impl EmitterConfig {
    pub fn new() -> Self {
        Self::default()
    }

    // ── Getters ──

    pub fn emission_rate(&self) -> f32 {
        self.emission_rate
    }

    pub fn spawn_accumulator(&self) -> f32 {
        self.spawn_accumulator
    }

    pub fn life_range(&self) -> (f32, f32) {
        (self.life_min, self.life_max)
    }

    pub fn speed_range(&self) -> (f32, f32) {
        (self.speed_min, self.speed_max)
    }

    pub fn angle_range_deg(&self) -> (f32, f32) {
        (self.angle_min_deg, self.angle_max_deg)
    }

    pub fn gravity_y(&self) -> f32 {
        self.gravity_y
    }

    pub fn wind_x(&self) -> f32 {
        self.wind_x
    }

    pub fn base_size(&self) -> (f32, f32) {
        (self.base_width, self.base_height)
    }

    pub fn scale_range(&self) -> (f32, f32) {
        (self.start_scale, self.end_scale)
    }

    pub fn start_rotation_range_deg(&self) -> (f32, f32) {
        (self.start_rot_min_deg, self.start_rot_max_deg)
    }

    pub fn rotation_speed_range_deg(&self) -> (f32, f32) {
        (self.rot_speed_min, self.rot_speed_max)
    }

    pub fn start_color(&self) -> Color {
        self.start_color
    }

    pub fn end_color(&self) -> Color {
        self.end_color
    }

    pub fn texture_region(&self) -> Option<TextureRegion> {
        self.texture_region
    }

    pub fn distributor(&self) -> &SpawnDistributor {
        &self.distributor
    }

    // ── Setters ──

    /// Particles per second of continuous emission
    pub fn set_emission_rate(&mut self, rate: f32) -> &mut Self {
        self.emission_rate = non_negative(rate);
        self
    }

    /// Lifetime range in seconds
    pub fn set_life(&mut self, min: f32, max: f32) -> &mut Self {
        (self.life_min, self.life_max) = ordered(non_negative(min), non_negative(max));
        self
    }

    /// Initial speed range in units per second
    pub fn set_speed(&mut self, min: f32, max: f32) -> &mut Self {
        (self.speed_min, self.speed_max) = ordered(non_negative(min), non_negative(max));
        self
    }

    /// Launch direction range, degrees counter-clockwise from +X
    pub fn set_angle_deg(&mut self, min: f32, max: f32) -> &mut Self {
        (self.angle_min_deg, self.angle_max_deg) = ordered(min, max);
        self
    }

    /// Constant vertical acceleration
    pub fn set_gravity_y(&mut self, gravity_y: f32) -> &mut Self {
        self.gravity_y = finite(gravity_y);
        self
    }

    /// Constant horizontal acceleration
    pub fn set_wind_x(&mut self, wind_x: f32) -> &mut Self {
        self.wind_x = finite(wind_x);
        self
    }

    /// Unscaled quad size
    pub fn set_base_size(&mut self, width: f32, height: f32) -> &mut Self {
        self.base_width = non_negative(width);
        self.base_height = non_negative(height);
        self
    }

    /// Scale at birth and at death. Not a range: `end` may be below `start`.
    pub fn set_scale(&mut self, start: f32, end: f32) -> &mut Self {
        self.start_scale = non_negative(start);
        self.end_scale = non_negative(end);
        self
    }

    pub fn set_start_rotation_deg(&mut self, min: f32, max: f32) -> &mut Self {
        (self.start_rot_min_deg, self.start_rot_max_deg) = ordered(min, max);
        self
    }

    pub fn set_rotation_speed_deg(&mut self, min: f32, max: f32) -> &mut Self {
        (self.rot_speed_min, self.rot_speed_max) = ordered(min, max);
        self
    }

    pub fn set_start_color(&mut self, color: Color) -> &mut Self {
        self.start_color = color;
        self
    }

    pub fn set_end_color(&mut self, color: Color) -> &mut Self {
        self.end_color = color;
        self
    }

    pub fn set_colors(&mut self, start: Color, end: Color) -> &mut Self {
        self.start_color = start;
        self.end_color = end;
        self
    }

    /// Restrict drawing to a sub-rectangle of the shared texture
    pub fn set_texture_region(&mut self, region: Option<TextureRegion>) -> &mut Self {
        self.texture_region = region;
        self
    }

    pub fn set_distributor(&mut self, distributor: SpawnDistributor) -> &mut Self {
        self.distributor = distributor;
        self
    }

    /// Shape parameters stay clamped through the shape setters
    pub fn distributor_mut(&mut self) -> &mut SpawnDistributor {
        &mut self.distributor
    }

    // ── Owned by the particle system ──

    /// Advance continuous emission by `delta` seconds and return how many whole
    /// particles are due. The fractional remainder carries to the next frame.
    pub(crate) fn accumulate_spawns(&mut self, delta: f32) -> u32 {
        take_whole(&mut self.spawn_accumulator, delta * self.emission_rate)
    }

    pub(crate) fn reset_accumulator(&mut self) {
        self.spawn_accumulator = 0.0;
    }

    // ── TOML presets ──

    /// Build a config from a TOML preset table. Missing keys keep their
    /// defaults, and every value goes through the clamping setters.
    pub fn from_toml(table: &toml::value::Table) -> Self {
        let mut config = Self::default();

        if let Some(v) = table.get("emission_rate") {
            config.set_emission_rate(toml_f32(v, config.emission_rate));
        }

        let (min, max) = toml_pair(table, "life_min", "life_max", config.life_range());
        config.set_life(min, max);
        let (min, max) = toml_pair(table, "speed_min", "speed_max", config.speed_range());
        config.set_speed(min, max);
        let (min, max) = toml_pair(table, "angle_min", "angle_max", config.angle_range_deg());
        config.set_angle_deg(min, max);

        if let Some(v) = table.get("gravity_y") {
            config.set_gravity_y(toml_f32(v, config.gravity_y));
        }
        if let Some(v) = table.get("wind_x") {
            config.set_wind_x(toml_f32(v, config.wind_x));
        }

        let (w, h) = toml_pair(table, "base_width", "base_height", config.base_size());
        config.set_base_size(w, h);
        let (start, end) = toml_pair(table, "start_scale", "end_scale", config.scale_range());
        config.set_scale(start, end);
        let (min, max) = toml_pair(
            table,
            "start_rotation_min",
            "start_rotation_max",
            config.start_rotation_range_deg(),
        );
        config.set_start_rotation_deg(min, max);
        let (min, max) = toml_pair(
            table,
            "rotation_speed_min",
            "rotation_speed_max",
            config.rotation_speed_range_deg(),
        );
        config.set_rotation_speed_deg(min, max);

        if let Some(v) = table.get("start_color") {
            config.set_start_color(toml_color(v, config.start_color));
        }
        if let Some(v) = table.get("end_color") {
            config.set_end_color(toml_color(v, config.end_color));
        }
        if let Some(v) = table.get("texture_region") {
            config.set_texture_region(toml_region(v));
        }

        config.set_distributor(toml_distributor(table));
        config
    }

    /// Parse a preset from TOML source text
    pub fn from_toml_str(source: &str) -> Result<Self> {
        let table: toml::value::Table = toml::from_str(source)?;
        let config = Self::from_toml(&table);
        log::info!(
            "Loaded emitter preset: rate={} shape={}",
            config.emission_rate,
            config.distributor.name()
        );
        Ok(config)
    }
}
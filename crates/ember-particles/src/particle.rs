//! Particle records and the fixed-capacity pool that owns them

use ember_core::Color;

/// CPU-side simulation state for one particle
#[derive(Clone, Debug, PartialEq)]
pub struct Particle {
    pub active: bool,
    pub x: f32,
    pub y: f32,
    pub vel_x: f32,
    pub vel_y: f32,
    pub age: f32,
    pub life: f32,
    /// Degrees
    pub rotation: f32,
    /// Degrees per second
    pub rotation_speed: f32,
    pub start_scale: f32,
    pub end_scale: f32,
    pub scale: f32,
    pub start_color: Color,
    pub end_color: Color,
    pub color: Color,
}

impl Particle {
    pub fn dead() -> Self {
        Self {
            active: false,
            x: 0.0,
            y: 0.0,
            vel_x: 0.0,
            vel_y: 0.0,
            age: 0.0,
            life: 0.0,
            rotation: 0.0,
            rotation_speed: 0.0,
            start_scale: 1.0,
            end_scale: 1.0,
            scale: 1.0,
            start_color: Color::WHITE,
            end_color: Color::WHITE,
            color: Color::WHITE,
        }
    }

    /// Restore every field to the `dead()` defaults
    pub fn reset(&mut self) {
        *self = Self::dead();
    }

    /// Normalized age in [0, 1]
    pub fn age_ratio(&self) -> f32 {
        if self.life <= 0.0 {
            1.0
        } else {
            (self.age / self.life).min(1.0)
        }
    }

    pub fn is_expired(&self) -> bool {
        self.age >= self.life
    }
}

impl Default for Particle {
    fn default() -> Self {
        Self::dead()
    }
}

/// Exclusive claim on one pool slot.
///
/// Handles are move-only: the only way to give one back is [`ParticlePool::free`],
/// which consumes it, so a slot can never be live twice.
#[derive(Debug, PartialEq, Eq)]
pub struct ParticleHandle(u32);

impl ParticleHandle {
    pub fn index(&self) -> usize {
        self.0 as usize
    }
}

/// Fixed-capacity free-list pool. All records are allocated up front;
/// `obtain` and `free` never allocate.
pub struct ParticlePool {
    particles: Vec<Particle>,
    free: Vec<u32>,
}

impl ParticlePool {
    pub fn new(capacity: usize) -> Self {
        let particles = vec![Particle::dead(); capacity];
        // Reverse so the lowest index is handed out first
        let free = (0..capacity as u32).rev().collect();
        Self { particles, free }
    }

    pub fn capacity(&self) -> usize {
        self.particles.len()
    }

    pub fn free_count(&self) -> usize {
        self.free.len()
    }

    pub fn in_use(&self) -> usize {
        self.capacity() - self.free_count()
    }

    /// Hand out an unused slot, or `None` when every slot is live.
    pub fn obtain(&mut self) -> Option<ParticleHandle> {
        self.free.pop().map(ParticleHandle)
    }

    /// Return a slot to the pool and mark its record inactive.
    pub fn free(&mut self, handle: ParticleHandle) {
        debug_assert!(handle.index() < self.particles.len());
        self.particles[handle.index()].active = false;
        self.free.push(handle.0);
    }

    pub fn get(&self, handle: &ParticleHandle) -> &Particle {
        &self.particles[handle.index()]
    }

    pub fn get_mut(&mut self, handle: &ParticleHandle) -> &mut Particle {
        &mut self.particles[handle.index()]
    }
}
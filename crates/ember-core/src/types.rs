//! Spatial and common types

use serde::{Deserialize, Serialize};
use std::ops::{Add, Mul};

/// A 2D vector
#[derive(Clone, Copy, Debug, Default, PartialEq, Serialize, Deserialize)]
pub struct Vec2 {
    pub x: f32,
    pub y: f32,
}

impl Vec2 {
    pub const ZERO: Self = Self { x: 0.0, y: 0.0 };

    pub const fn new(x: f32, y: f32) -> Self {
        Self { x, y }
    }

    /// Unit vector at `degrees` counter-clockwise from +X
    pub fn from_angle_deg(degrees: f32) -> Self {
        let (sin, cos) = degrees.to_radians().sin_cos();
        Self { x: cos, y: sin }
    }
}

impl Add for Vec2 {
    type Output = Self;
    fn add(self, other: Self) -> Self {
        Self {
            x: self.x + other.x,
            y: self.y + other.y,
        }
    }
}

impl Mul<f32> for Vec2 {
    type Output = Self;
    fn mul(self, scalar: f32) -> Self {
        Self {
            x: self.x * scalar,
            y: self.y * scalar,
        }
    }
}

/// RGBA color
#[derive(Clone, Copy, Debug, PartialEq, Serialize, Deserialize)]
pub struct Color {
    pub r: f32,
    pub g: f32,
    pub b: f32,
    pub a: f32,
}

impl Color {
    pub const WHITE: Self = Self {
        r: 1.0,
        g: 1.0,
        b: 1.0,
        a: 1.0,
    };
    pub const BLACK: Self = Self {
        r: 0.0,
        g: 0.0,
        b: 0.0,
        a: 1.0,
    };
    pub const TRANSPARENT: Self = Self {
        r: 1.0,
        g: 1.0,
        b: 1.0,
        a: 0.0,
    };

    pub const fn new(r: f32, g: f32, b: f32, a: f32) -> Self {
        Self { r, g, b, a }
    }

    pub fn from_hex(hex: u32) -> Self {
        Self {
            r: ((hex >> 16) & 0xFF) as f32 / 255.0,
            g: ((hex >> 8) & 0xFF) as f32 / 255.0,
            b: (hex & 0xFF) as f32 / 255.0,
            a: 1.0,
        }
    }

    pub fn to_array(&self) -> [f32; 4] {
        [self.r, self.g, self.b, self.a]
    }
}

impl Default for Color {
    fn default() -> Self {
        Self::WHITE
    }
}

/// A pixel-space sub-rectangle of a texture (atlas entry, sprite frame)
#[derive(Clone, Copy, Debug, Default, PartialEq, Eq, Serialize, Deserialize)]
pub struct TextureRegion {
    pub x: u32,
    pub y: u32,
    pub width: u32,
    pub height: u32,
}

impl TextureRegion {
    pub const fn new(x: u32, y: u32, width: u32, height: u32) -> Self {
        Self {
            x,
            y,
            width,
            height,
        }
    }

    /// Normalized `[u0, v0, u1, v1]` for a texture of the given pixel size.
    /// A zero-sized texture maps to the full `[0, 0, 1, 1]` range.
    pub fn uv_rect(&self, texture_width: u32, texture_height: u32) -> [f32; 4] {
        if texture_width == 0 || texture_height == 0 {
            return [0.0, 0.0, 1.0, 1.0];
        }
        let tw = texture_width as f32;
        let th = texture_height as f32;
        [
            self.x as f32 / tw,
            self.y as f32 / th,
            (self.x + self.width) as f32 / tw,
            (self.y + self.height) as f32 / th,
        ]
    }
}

• _Task details_: State only the number of lines above that contain the word "struct".

• _Response to this task_: 6